The side entry garage is now a "must have". It makes your home look like it is all living space and gets those pesky cars from out in front.
The tendency is to keep the driveway off to the side. This is the shortest distance to pave and keeps the pavement out from the front of the house and allows for a full greenspace of lawn and/or garden as the foreground to the house. The big reason is often to get rid of the "welcome to my garage" look.
There are a few problems that can arise if these are not well thought out, however. First, adequate room to back out and turnaround the car is often short changed by a lot line that is too close. More importantly it causes a problem with arrival of guests (invited or otherwise). If not well planned, it actually builds up the "welcome to my garage" experience to arriving guests.
People driving by don't see the garage, but if you have a driveway off to the garage side of the property that leads, well, to the garage, your guests are going to ultimately be welcomed by that garage.
Worsening the "welcome to my garage" problem is that the garage is the service and family entrance to the home and is typically attached to parts of the house that serve the same.

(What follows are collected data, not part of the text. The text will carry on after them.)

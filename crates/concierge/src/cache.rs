/// Redis caching layer for catalog snapshots.
///
/// Key schema:
/// - `concierge:v1:snapshot:{sha256(limits)}`: JSON-serialized CatalogSnapshot (short TTL)
///
/// A miss or a Redis outage falls through to the catalog source.
use grounding::CatalogSnapshot;
use sha2::{Digest, Sha256};
use tracing::warn;

use crate::catalog::SnapshotLimits;
use mcp_common::redis::RedisCache;

const KEY_PREFIX: &str = "concierge:v1:";

pub struct SnapshotCache {
    redis: RedisCache,
    ttl_secs: u64,
}

impl SnapshotCache {
    pub fn new(redis: RedisCache, ttl_secs: u64) -> Self {
        Self { redis, ttl_secs }
    }

    pub fn disabled() -> Self {
        Self::new(RedisCache::disabled(), 0)
    }

    pub async fn get_snapshot(&self, limits: &SnapshotLimits) -> Option<CatalogSnapshot> {
        if self.ttl_secs == 0 {
            return None;
        }
        let key = snapshot_key(limits);
        let json = self.redis.get(&key).await?;
        serde_json::from_str(&json)
            .inspect_err(|e| warn!(error = %e, key, "cache deserialization failed"))
            .ok()
    }

    pub async fn set_snapshot(&self, limits: &SnapshotLimits, snapshot: &CatalogSnapshot) {
        if self.ttl_secs == 0 {
            return;
        }
        let key = snapshot_key(limits);
        if let Ok(json) = serde_json::to_string(snapshot) {
            self.redis.set_with_ttl(&key, &json, self.ttl_secs).await;
        }
    }

    pub async fn invalidate_all(&self) -> bool {
        self.redis
            .delete_by_prefix(&format!("{KEY_PREFIX}snapshot:"))
            .await
    }
}

fn snapshot_key(limits: &SnapshotLimits) -> String {
    let mut hasher = Sha256::new();
    hasher.update(limits.restaurants.to_le_bytes());
    hasher.update(limits.dishes.to_le_bytes());
    hasher.update(limits.order_history.to_le_bytes());
    if let Some(user_id) = &limits.user_id {
        hasher.update(b"user:");
        hasher.update(user_id.as_bytes());
    }
    let hash = hasher.finalize();
    let hex: String = hash.iter().map(|b| format!("{b:02x}")).collect();
    format!("{KEY_PREFIX}snapshot:{hex}")
}

#[cfg(test)]
mod tests {
    use super::*;

    fn limits(user_id: Option<&str>) -> SnapshotLimits {
        SnapshotLimits {
            restaurants: 30,
            dishes: 120,
            order_history: 5,
            user_id: user_id.map(str::to_string),
        }
    }

    #[test]
    fn test_snapshot_key_deterministic() {
        let k1 = snapshot_key(&limits(Some("u1")));
        let k2 = snapshot_key(&limits(Some("u1")));
        assert_eq!(k1, k2);
        assert!(k1.starts_with("concierge:v1:snapshot:"));
        assert_eq!(k1.len(), "concierge:v1:snapshot:".len() + 64);
    }

    #[test]
    fn test_snapshot_key_varies_by_user_and_limits() {
        let anonymous = snapshot_key(&limits(None));
        assert_ne!(anonymous, snapshot_key(&limits(Some("u1"))));
        assert_ne!(snapshot_key(&limits(Some("u1"))), snapshot_key(&limits(Some("u2"))));

        let smaller = SnapshotLimits {
            dishes: 10,
            ..limits(None)
        };
        assert_ne!(anonymous, snapshot_key(&smaller));
    }

    #[tokio::test]
    async fn test_disabled_cache_always_misses() {
        let cache = SnapshotCache::disabled();
        cache.set_snapshot(&limits(None), &CatalogSnapshot::default()).await;
        assert!(cache.get_snapshot(&limits(None)).await.is_none());
        assert!(!cache.invalidate_all().await);
    }
}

Now that garage has pushed your guests 24' farther away from the front door than if the garage faced the street. Because the garage is not always the place that friends and family arrive, there is typically a second informal entry between the side facing garage and the front door which goes into a part of the house that will have the kitchen, mud room, laundry room (sevice and family area). All of that pushes the formal front door even farther from where your guests leave the car.

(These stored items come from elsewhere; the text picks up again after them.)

use crate::model::{CatalogDish, CatalogRestaurant, RecommendationCard};

/// Values substituted when a catalog record leaves a display field empty.
#[derive(Debug, Clone)]
pub struct CardDefaults {
    pub placeholder_image: String,
    pub rating: f32,
    pub eta: String,
}

impl Default for CardDefaults {
    fn default() -> Self {
        Self {
            placeholder_image: "/placeholder.svg".to_string(),
            rating: 4.5,
            eta: "20-30 min".to_string(),
        }
    }
}

pub fn restaurant_card(restaurant: &CatalogRestaurant, defaults: &CardDefaults) -> RecommendationCard {
    RecommendationCard {
        id: restaurant.id.clone(),
        name: restaurant.name.clone(),
        restaurant_name: restaurant.name.clone(),
        restaurant_id: restaurant.id.clone(),
        price: restaurant.min_order,
        image: first_image([restaurant.logo_url.as_deref(), restaurant.banner_url.as_deref()])
            .unwrap_or_else(|| defaults.placeholder_image.clone()),
        rating: rating_or_default(restaurant, defaults),
        eta: eta_or_default(restaurant, defaults),
        is_restaurant: true,
    }
}

pub fn dish_card(
    dish: &CatalogDish,
    restaurant: &CatalogRestaurant,
    defaults: &CardDefaults,
) -> RecommendationCard {
    RecommendationCard {
        id: dish.id.clone(),
        name: dish.name.clone(),
        restaurant_name: restaurant.name.clone(),
        restaurant_id: restaurant.id.clone(),
        price: dish.price,
        image: first_image([
            dish.image_url.as_deref(),
            restaurant.logo_url.as_deref(),
            restaurant.banner_url.as_deref(),
        ])
        .unwrap_or_else(|| defaults.placeholder_image.clone()),
        rating: rating_or_default(restaurant, defaults),
        eta: eta_or_default(restaurant, defaults),
        is_restaurant: false,
    }
}

fn first_image<const N: usize>(candidates: [Option<&str>; N]) -> Option<String> {
    candidates
        .into_iter()
        .flatten()
        .map(str::trim)
        .find(|s| !s.is_empty())
        .map(str::to_string)
}

fn rating_or_default(restaurant: &CatalogRestaurant, defaults: &CardDefaults) -> f32 {
    restaurant
        .rating
        .filter(|r| r.is_finite() && *r > 0.0)
        .unwrap_or(defaults.rating)
}

fn eta_or_default(restaurant: &CatalogRestaurant, defaults: &CardDefaults) -> String {
    restaurant
        .prep_time
        .as_deref()
        .map(str::trim)
        .filter(|s| !s.is_empty())
        .map(str::to_string)
        .unwrap_or_else(|| defaults.eta.clone())
}

#[cfg(test)]
mod tests {
    use rust_decimal::Decimal;

    use super::*;
    use crate::testing::{dish, restaurant};

    #[test]
    fn restaurant_card_uses_min_order_and_defaults() {
        let mut r = restaurant("r1", "Nando's Bahrain", 4.2, "5.000");
        r.prep_time = None;
        let card = restaurant_card(&r, &CardDefaults::default());
        assert!(card.is_restaurant);
        assert_eq!(card.price, Decimal::new(5000, 3));
        assert_eq!(card.image, "/placeholder.svg");
        assert_eq!(card.eta, "20-30 min");
        assert_eq!(card.rating, 4.2);
    }

    #[test]
    fn dish_card_prefers_dish_image_then_logo() {
        let mut r = restaurant("r1", "Nando's Bahrain", 0.0, "5.000");
        r.logo_url = Some("logo.png".to_string());
        r.prep_time = Some("15 min".to_string());
        let mut d = dish("d1", "Peri-Peri Chicken", "3.500", "r1");

        let card = dish_card(&d, &r, &CardDefaults::default());
        assert!(!card.is_restaurant);
        assert_eq!(card.image, "logo.png");
        assert_eq!(card.restaurant_name, "Nando's Bahrain");
        assert_eq!(card.price, Decimal::new(3500, 3));
        assert_eq!(card.rating, 4.5);
        assert_eq!(card.eta, "15 min");

        d.image_url = Some("chicken.jpg".to_string());
        assert_eq!(dish_card(&d, &r, &CardDefaults::default()).image, "chicken.jpg");
    }

    #[test]
    fn blank_image_falls_through_to_placeholder() {
        let mut r = restaurant("r1", "Nando's Bahrain", 4.0, "1");
        r.logo_url = Some("  ".to_string());
        let defaults = CardDefaults {
            placeholder_image: "/img/none.png".to_string(),
            ..CardDefaults::default()
        };
        assert_eq!(restaurant_card(&r, &defaults).image, "/img/none.png");
    }
}
/// Catalog snapshot fetcher.
///
/// Pulls a bounded set of active restaurants and available dishes, plus the
/// user's recent orders when a user id is known. The hosted backend speaks
/// PostgREST; a JSON file stands in for it offline.
use std::path::PathBuf;
use std::time::Duration;

use grounding::CatalogSnapshot;
use serde::{Deserialize, Serialize};
use tracing::{info, warn};

use crate::config::{CatalogBackend, Config};
use crate::error::AppError;

/// How much of the catalog one turn may see.
#[derive(Debug, Clone, PartialEq, Eq, Hash, Serialize)]
pub struct SnapshotLimits {
    pub restaurants: usize,
    pub dishes: usize,
    pub order_history: usize,
    pub user_id: Option<String>,
}

impl SnapshotLimits {
    pub fn for_user(&self, user_id: Option<&str>) -> Self {
        Self {
            user_id: user_id.map(str::to_string),
            ..self.clone()
        }
    }
}

pub enum CatalogSource {
    Rest(RestCatalog),
    File(PathBuf),
    Static(CatalogSnapshot),
}

impl CatalogSource {
    pub fn from_config(config: &Config) -> Result<Self, AppError> {
        match &config.catalog {
            CatalogBackend::Rest { base_url, api_key } => Ok(Self::Rest(RestCatalog::new(
                base_url,
                api_key,
                config.catalog_timeout,
            )?)),
            CatalogBackend::File { path } => Ok(Self::File(path.clone())),
        }
    }

    pub async fn fetch_snapshot(&self, limits: &SnapshotLimits) -> Result<CatalogSnapshot, AppError> {
        let snapshot = match self {
            CatalogSource::Rest(rest) => rest.fetch_snapshot(limits).await?,
            CatalogSource::File(path) => {
                let raw = tokio::fs::read_to_string(path).await.map_err(|e| {
                    AppError::Catalog(format!("failed to read {}: {e}", path.display()))
                })?;
                let snapshot: CatalogSnapshot = serde_json::from_str(&raw).map_err(|e| {
                    AppError::Catalog(format!("invalid catalog fixture {}: {e}", path.display()))
                })?;
                bounded(snapshot, limits)
            }
            CatalogSource::Static(snapshot) => bounded(snapshot.clone(), limits),
        };
        info!(
            restaurants = snapshot.restaurants.len(),
            dishes = snapshot.dishes.len(),
            orders = snapshot.recent_orders.as_ref().map(Vec::len).unwrap_or(0),
            "catalog snapshot fetched"
        );
        Ok(snapshot)
    }
}

/// Applies the same visibility rules the REST queries do.
fn bounded(mut snapshot: CatalogSnapshot, limits: &SnapshotLimits) -> CatalogSnapshot {
    snapshot.restaurants.retain(|r| r.is_active);
    snapshot.restaurants.truncate(limits.restaurants);
    snapshot.dishes.retain(|d| d.is_available);
    snapshot.dishes.truncate(limits.dishes);
    if let Some(orders) = snapshot.recent_orders.as_mut() {
        orders.truncate(limits.order_history);
    }
    if limits.user_id.is_none() || limits.order_history == 0 {
        snapshot.recent_orders = None;
    }
    snapshot
}

pub struct RestCatalog {
    base_url: String,
    api_key: String,
    http: reqwest::Client,
}

#[derive(Debug, Deserialize)]
struct OrderRow {
    summary: Option<String>,
}

impl RestCatalog {
    pub fn new(base_url: &str, api_key: &str, timeout: Duration) -> Result<Self, AppError> {
        let http = reqwest::Client::builder()
            .user_agent("mcp-servers/concierge")
            .timeout(timeout)
            .build()
            .map_err(|e| AppError::Config(format!("failed to build catalog client: {e}")))?;
        Ok(Self {
            base_url: base_url.trim_end_matches('/').to_string(),
            api_key: api_key.to_string(),
            http,
        })
    }

    async fn fetch_snapshot(&self, limits: &SnapshotLimits) -> Result<CatalogSnapshot, AppError> {
        let restaurant_query = [
            ("select", "*".to_string()),
            ("is_active", "eq.true".to_string()),
            ("order", "rating.desc.nullslast".to_string()),
            ("limit", limits.restaurants.to_string()),
        ];
        let dish_query = [
            ("select", "*".to_string()),
            ("is_available", "eq.true".to_string()),
            ("limit", limits.dishes.to_string()),
        ];
        let restaurants = self.get_rows("restaurants", &restaurant_query);
        let dishes = self.get_rows("dishes", &dish_query);
        let (restaurants, dishes) = tokio::try_join!(restaurants, dishes)?;

        let recent_orders = match limits.user_id.as_deref() {
            Some(user_id) if limits.order_history > 0 => self.recent_orders(user_id, limits).await,
            _ => None,
        };

        Ok(CatalogSnapshot {
            restaurants,
            dishes,
            recent_orders,
        })
    }

    /// Order history is an enhancement; a failure here only loses it.
    async fn recent_orders(&self, user_id: &str, limits: &SnapshotLimits) -> Option<Vec<String>> {
        let query = [
            ("select", "summary".to_string()),
            ("user_id", format!("eq.{user_id}")),
            ("order", "created_at.desc".to_string()),
            ("limit", limits.order_history.to_string()),
        ];
        let rows: Vec<OrderRow> = self
            .get_rows("orders", &query)
            .await
            .inspect_err(|e| warn!(error = %e, "order history unavailable, continuing without it"))
            .ok()?;
        Some(rows.into_iter().filter_map(|r| r.summary).collect())
    }

    async fn get_rows<T: for<'de> Deserialize<'de>>(
        &self,
        table: &str,
        query: &[(&str, String)],
    ) -> Result<Vec<T>, AppError> {
        let url = format!("{}/rest/v1/{table}", self.base_url);
        let resp = self
            .http
            .get(&url)
            .query(query)
            .header("apikey", &self.api_key)
            .bearer_auth(&self.api_key)
            .send()
            .await
            .map_err(|e| AppError::Catalog(format!("{table} request failed: {e}")))?;

        let status = resp.status();
        if !status.is_success() {
            let body = resp.text().await.unwrap_or_default();
            let body: String = body.chars().take(512).collect();
            return Err(AppError::Catalog(format!(
                "{table} request returned {status}: {body}"
            )));
        }
        resp.json::<Vec<T>>()
            .await
            .map_err(|e| AppError::Catalog(format!("{table} rows did not decode: {e}")))
    }
}

#[cfg(test)]
mod tests {
    use std::io::Write;

    use super::*;

    const FIXTURE: &str = r#"{
        "restaurants": [
            {"id": "r1", "name": "Nando's Bahrain", "rating": 4.4, "prep_time": "20 min", "min_order": "5.000"},
            {"id": "r2", "name": "Shake Shack Bahrain", "rating": 4.6, "min_order": 2},
            {"id": "r3", "name": "Closed Kitchen Bahrain", "is_active": false}
        ],
        "dishes": [
            {"id": "d1", "name": "Peri-Peri Chicken", "price": "3.500", "restaurant_id": "r1"},
            {"id": "d2", "name": "Garlic Bread", "price": "0.900", "restaurant_id": "r1", "is_available": false},
            {"id": "d3", "name": "ShackBurger", "price": "2.900", "restaurant_id": "r2"}
        ],
        "recent_orders": ["ShackBurger from Shake Shack Bahrain", "Peri-Peri Chicken"]
    }"#;

    fn limits(restaurants: usize, user_id: Option<&str>) -> SnapshotLimits {
        SnapshotLimits {
            restaurants,
            dishes: 10,
            order_history: 1,
            user_id: user_id.map(str::to_string),
        }
    }

    #[tokio::test]
    async fn test_file_source_applies_limits() {
        let mut file = tempfile::NamedTempFile::new().expect("temp file");
        file.write_all(FIXTURE.as_bytes()).expect("write fixture");

        let source = CatalogSource::File(file.path().to_path_buf());
        let snapshot = source
            .fetch_snapshot(&limits(1, Some("u1")))
            .await
            .expect("fixture should load");

        assert_eq!(snapshot.restaurants.len(), 1);
        assert_eq!(snapshot.dishes.len(), 2, "unavailable dish filtered");
        assert_eq!(snapshot.recent_orders.as_ref().map(Vec::len), Some(1));
    }

    #[tokio::test]
    async fn test_anonymous_turn_has_no_history() {
        let snapshot: CatalogSnapshot = serde_json::from_str(FIXTURE).expect("fixture parses");
        let source = CatalogSource::Static(snapshot);
        let snapshot = source
            .fetch_snapshot(&limits(10, None))
            .await
            .expect("static source never fails");
        assert!(snapshot.recent_orders.is_none());
        let ids: Vec<&str> = snapshot.restaurants.iter().map(|r| r.id.as_str()).collect();
        assert_eq!(ids, vec!["r1", "r2"], "inactive restaurant filtered");
    }

    #[tokio::test]
    async fn test_missing_file_is_catalog_error() {
        let source = CatalogSource::File(PathBuf::from("/nonexistent/catalog.json"));
        let err = source
            .fetch_snapshot(&limits(10, None))
            .await
            .expect_err("missing file should fail");
        assert!(matches!(err, AppError::Catalog(_)));
    }

    #[tokio::test]
    async fn test_unreachable_backend_is_catalog_error() {
        let rest = RestCatalog::new("http://127.0.0.1:9", "key", Duration::from_secs(2))
            .expect("client builds");
        let err = CatalogSource::Rest(rest)
            .fetch_snapshot(&limits(10, None))
            .await
            .expect_err("nothing listens on port 9");
        assert!(matches!(err, AppError::Catalog(_)));
    }

    #[test]
    fn test_limits_for_user() {
        let base = limits(5, None);
        let scoped = base.for_user(Some("u7"));
        assert_eq!(scoped.user_id.as_deref(), Some("u7"));
        assert_eq!(scoped.restaurants, 5);
    }
}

You also have to consider the experience those arriving guests will have. They drive past the beautiful home and landscape on the street and pull into a driveway which leads them to the end of the house and looking at the garage doors. They get out and walk toward the garage seeing little more than those garage doors and begin to follow a walk that does not lead them into your home and landscape, but across the face of it. They are too close to enjoy the look of the home. After passing the garage windows for 24' there is an entrance, but the walk continues. They have to figure out if they go to this door or the next one.

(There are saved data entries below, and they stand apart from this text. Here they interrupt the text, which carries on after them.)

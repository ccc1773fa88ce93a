use std::sync::LazyLock;

use regex::Regex;
use schemars::JsonSchema;
use serde::{Deserialize, Serialize};

/// What level of recommendation the user is asking for.
#[derive(Debug, Clone, Copy, PartialEq, Eq, Serialize, Deserialize, JsonSchema)]
#[serde(rename_all = "snake_case")]
pub enum ListingIntent {
    Restaurants,
    Items,
}

impl ListingIntent {
    pub fn wants_restaurants(self) -> bool {
        matches!(self, ListingIntent::Restaurants)
    }
}

static RESTAURANT_RE: LazyLock<Regex> = LazyLock::new(|| {
    Regex::new(
        r"(?i)\b(?:restaurants?|places?|spots?|eatery|eateries|where\s+(?:to|can\s+i|should\s+(?:i|we)|could\s+(?:i|we))\s+eat)\b",
    )
    .expect("valid regex")
});

// Mentioning any of these means item-level interest, even next to "place".
static FOOD_RE: LazyLock<Regex> = LazyLock::new(|| {
    Regex::new(
        r"(?i)\b(?:dish(?:es)?|food|meals?|snacks?|breakfast|brunch|lunch|dinner|desserts?|sweets?|drinks?|coffee|karak|tea|juices?|smoothies?|burgers?|pizzas?|pasta|noodles?|rice|chicken|beef|lamb|fish|seafood|shrimp|steak|shawarma|falafel|hummus|biryani|machboos|kebabs?|grills?|sushi|ramen|salads?|soups?|sandwich(?:es)?|wraps?|fries|wings|tacos?|curry|cuisine|italian|indian|arabic|arabian|lebanese|turkish|chinese|japanese|thai|korean|mexican|american|persian|filipino|vegan|vegetarian|halal|gluten[\s-]free|spicy)\b",
    )
    .expect("valid regex")
});

pub fn has_restaurant_phrasing(message: &str) -> bool {
    RESTAURANT_RE.is_match(message)
}

pub fn has_food_keyword(message: &str) -> bool {
    FOOD_RE.is_match(message)
}

/// Restaurant cards are shown only for pure restaurant-seeking messages.
/// A food, meal, or cuisine keyword anywhere in the message wins over
/// restaurant phrasing.
pub fn classify_listing(message: &str) -> ListingIntent {
    if has_restaurant_phrasing(message) && !has_food_keyword(message) {
        ListingIntent::Restaurants
    } else {
        ListingIntent::Items
    }
}

#[cfg(test)]
mod tests {
    use super::*;

    #[test]
    fn test_restaurant_seeking_variants() {
        for message in [
            "show me restaurants",
            "Any good places nearby?",
            "where to eat tonight",
            "Where can I eat in Seef",
            "where should we eat",
            "recommend a nice spot",
        ] {
            assert_eq!(
                classify_listing(message),
                ListingIntent::Restaurants,
                "{message}"
            );
        }
    }

    #[test]
    fn test_food_keyword_overrides_restaurant_phrasing() {
        assert_eq!(classify_listing("show me restaurants"), ListingIntent::Restaurants);
        assert_eq!(
            classify_listing("show me restaurants with burgers"),
            ListingIntent::Items
        );
        assert_eq!(
            classify_listing("best Italian place for pasta"),
            ListingIntent::Items
        );
        assert_eq!(classify_listing("a place for dinner"), ListingIntent::Items);
    }

    #[test]
    fn test_plain_food_request_is_items() {
        assert_eq!(classify_listing("I want something spicy"), ListingIntent::Items);
        assert_eq!(classify_listing("hello"), ListingIntent::Items);
    }

    #[test]
    fn test_word_boundaries() {
        // "diner" is not "dinner", "placement" is not "place"
        assert!(!has_food_keyword("a retro diner"));
        assert!(!has_restaurant_phrasing("placement test"));
        assert!(ListingIntent::Restaurants.wants_restaurants());
        assert!(!ListingIntent::Items.wants_restaurants());
    }
}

If they go to the first door, you'll be bringing them through the mud room and/or kitchen. If they go to the second door it is an even longer walk across the face of your house.
Does that sound like the best way to present your home and landscape?
My feeling is that if you are trying to have an inviting home the layout and landscape should be designed to enhance that rather than to fight it. Guests should be drawn to the heart of the house both visually and physically (formally, informally, directly, or indirectly ... whatever your style is).
Driveways were around long before the automobile and can enhance a landscape and certainly can direct and control the experience one has in arriving somewhere.
Should it not be that the family and service area be the secondary point of arrival rather than the first? Why not bring the primary driveway to the front door and have a secondary drive leaving from the primary to access the garage? It visually brings the attention to the heart of the house and makes the service area less significant.
There is more pavement and expense, but if having that side entry garage is important, one would think that the aesthetic is what is valued. If the result is an aesthetic loss because you don't value the follow through, it seems rather pointless. It would make more sense to can the idea of the side entrance and compromise with a front entrance garage that serves both as service and formal arrival without completely destroying one or the other in the process.
Just something to think about before you get stuck mitigating a bad situation that is supposed to be wonderful.
Side entry (multi-million dollar house). Front of the house is facing the top of the page. All the way in you see little more than the garage.
Front facing garage. Very compact and the front door is the heart of the house.